4.1 The Andersen report - an introduction

In 1999 a report on PFI projects was commissioned by a Treasury Task Force from Arthur Andersen, the consultancy company (Andersen et al, 2000). The report was commissioned to examine VFM aspects of the PFI projects which had started operations and for which the delivery of services had begun. The study was carried out by the Arthur Andersen company assisted by two professors from Enterprise LSE (London School of Economics).

The Andersen report, produced in 2000, looked at the capital (construction) costs of a number of projects although, as the report pointed out, "…the overriding point is that PFI value for money assessments are made by looking at all the costs of the projects" (Andersen 2000, 10 - my emphasis).
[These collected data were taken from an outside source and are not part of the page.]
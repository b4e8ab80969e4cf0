//! News item structures and the stages derived from them

use serde::{Deserialize, Deserializer, Serialize};
use std::fmt;

use crate::SentimentCategory;

/// Publisher of a news article
#[derive(Debug, Clone, PartialEq, Eq, Serialize, Deserialize)]
pub struct NewsSource {
    /// Machine identifier (e.g., "reuters", "bbc-news"); absent for some feeds
    #[serde(default)]
    pub id: Option<String>,
    /// Display name (e.g., "Reuters", "BBC News")
    pub name: String,
}

/// A news article as delivered by the fetch layer
///
/// `published_at` is kept verbatim. Parsing happens during aggregation so a
/// malformed timestamp only drops that item from its series.
#[derive(Debug, Clone, PartialEq, Eq, Serialize, Deserialize)]
#[serde(rename_all = "camelCase")]
pub struct NewsItem {
    /// Article title
    pub title: String,
    /// Short description; `null` on the wire is read as empty
    #[serde(default, deserialize_with = "null_as_empty")]
    pub description: String,
    /// Article URL
    pub url: String,
    /// Article thumbnail URL
    #[serde(default, skip_serializing_if = "Option::is_none")]
    pub url_to_image: Option<String>,
    /// Publication time (ISO-8601)
    pub published_at: String,
    /// Source information
    pub source: NewsSource,
}

impl NewsItem {
    /// Text the scorer sees: title and description joined by a single space
    pub fn scoring_text(&self) -> String {
        format!("{} {}", self.title, self.description)
    }

    /// Display name used as the grouping key
    pub fn source_name(&self) -> &str {
        &self.source.name
    }
}

fn null_as_empty<'de, D>(deserializer: D) -> Result<String, D::Error>
where
    D: Deserializer<'de>,
{
    Ok(Option::<String>::deserialize(deserializer)?.unwrap_or_default())
}

/// `top-headlines` style response document
#[derive(Debug, Clone, Serialize, Deserialize)]
#[serde(rename_all = "camelCase")]
pub struct NewsApiResponse {
    /// "ok" or "error"
    #[serde(default)]
    pub status: String,
    /// Total number of results available upstream
    #[serde(default)]
    pub total_results: usize,
    /// Articles in this page
    #[serde(default)]
    pub articles: Vec<NewsItem>,
}

/// A news item with its lexicon score
#[derive(Debug, Clone, PartialEq, Eq, Serialize, Deserialize)]
#[serde(rename_all = "camelCase")]
pub struct ScoredItem {
    #[serde(flatten)]
    pub item: NewsItem,
    pub sentiment_score: i64,
}

/// A scored item with its resolved category
#[derive(Debug, Clone, PartialEq, Eq, Serialize, Deserialize)]
pub struct ClassifiedItem {
    #[serde(flatten)]
    pub scored: ScoredItem,
    pub category: SentimentCategory,
}

impl ClassifiedItem {
    pub fn item(&self) -> &NewsItem {
        &self.scored.item
    }

    pub fn sentiment_score(&self) -> i64 {
        self.scored.sentiment_score
    }
}

/// Restricts a run to one source id, or lets everything through
#[derive(Debug, Clone, Default, PartialEq, Eq, Serialize, Deserialize)]
#[serde(rename_all = "lowercase")]
pub enum SourceFilter {
    #[default]
    All,
    Source(String),
}

impl SourceFilter {
    pub fn matches(&self, item: &NewsItem) -> bool {
        match self {
            SourceFilter::All => true,
            SourceFilter::Source(id) => item.source.id.as_deref() == Some(id.as_str()),
        }
    }
}

impl fmt::Display for SourceFilter {
    fn fmt(&self, f: &mut fmt::Formatter<'_>) -> fmt::Result {
        match self {
            SourceFilter::All => write!(f, "all"),
            SourceFilter::Source(id) => write!(f, "{}", id),
        }
    }
}

impl std::str::FromStr for SourceFilter {
    type Err = String;

    fn from_str(s: &str) -> Result<Self, Self::Err> {
        let s = s.trim();
        if s.is_empty() || s.eq_ignore_ascii_case("all") {
            return Ok(SourceFilter::All);
        }
        if s.chars().any(char::is_whitespace) {
            return Err(format!("Invalid source id: {}", s));
        }
        Ok(SourceFilter::Source(s.to_lowercase()))
    }
}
But of course, given the newness of the projects, their focus only on capital costs is understandable.

In its report, Andersen had put forward a generally pro-PFI argument. It admitted that the private sector's financing cost was higher than that of the public sector, but stated that this was likely to be a small additional cost compared to the total. For the public sector Andersen assumed an interest (or discount) rate of 6% pa. This was 1.5% above what it assumed to be the long-term rate of 4.5% pa. on gilts (Andersen 2000, 5)13. The private sector cost of capital was assumed by Andersen to be 10% pa including inflation or about 7.5% pa in real terms (Andersen 2000, 10).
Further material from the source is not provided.